## Material to process
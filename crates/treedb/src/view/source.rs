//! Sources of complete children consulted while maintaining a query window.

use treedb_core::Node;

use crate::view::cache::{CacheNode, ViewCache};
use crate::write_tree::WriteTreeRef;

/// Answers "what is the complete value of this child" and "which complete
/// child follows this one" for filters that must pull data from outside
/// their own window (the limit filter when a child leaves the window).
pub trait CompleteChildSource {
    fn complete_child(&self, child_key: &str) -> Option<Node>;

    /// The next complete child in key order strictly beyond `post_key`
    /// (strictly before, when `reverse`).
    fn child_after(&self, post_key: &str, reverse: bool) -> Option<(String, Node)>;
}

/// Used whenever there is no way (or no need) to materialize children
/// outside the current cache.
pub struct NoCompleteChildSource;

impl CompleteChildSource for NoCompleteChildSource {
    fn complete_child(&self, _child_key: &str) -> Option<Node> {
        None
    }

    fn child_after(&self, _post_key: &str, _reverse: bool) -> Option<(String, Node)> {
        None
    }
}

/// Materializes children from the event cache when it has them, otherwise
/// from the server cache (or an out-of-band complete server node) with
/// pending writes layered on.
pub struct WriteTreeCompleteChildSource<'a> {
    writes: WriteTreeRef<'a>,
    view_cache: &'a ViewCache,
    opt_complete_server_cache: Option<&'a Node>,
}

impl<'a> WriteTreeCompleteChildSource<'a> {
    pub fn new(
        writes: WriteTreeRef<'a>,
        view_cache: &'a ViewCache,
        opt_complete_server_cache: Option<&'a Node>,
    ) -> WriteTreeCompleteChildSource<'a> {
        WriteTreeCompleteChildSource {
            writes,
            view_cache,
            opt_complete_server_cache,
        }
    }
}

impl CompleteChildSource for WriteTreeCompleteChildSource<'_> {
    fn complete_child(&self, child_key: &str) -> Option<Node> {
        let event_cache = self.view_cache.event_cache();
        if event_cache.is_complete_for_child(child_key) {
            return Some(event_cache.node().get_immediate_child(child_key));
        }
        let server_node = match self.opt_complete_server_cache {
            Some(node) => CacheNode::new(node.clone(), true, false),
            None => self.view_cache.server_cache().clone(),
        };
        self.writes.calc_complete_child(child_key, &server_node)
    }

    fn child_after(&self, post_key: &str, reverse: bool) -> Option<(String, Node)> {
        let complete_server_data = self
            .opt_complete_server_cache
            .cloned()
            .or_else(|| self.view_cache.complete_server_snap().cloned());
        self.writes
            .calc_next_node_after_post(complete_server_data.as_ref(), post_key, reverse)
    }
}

## Exercise directions
The response has to match the records above word for word.

## Task solution
filename crates/treedb/src/view/source.rs
//! Sources of complete children consulted while maintaining a query window.

use treedb_core::Node;

use crate::view::cache::{CacheNode, ViewCache};
use crate::write_tree::WriteTreeRef;

/// Answers "what is the complete value of this child" and "which complete
/// child follows this one" for filters that must pull data from outside
/// their own window (the limit filter when a child leaves the window).
pub trait CompleteChildSource {
    fn complete_child(&self, child_key: &str) -> Option<Node>;

    /// The next complete child in key order strictly beyond `post_key`
    /// (strictly before, when `reverse`).
    fn child_after(&self, post_key: &str, reverse: bool) -> Option<(String, Node)>;
}

/// Used whenever there is no way (or no need) to materialize children
/// outside the current cache.
pub struct NoCompleteChildSource;

impl CompleteChildSource for NoCompleteChildSource {
    fn complete_child(&self, _child_key: &str) -> Option<Node> {
        None
    }

    fn child_after(&self, _post_key: &str, _reverse: bool) -> Option<(String, Node)> {
        None
    }
}

/// Materializes children from the event cache when it has them, otherwise
/// from the server cache (or an out-of-band complete server node) with
/// pending writes layered on.
pub struct WriteTreeCompleteChildSource<'a> {
    writes: WriteTreeRef<'a>,
    view_cache: &'a ViewCache,
    opt_complete_server_cache: Option<&'a Node>,
}

impl<'a> WriteTreeCompleteChildSource<'a> {
    pub fn new(
        writes: WriteTreeRef<'a>,
        view_cache: &'a ViewCache,
        opt_complete_server_cache: Option<&'a Node>,
    ) -> WriteTreeCompleteChildSource<'a> {
        WriteTreeCompleteChildSource {
            writes,
            view_cache,
            opt_complete_server_cache,
        }
    }
}

impl CompleteChildSource for WriteTreeCompleteChildSource<'_> {
    fn complete_child(&self, child_key: &str) -> Option<Node> {
        let event_cache = self.view_cache.event_cache();
        if event_cache.is_complete_for_child(child_key) {
            return Some(event_cache.node().get_immediate_child(child_key));
        }
        let server_node = match self.opt_complete_server_cache {
            Some(node) => CacheNode::new(node.clone(), true, false),
            None => self.view_cache.server_cache().clone(),
        };
        self.writes.calc_complete_child(child_key, &server_node)
    }

    fn child_after(&self, post_key: &str, reverse: bool) -> Option<(String, Node)> {
        let complete_server_data = self
            .opt_complete_server_cache
            .cloned()
            .or_else(|| self.view_cache.complete_server_snap().cloned());
        self.writes
            .calc_next_node_after_post(complete_server_data.as_ref(), post_key, reverse)
    }
}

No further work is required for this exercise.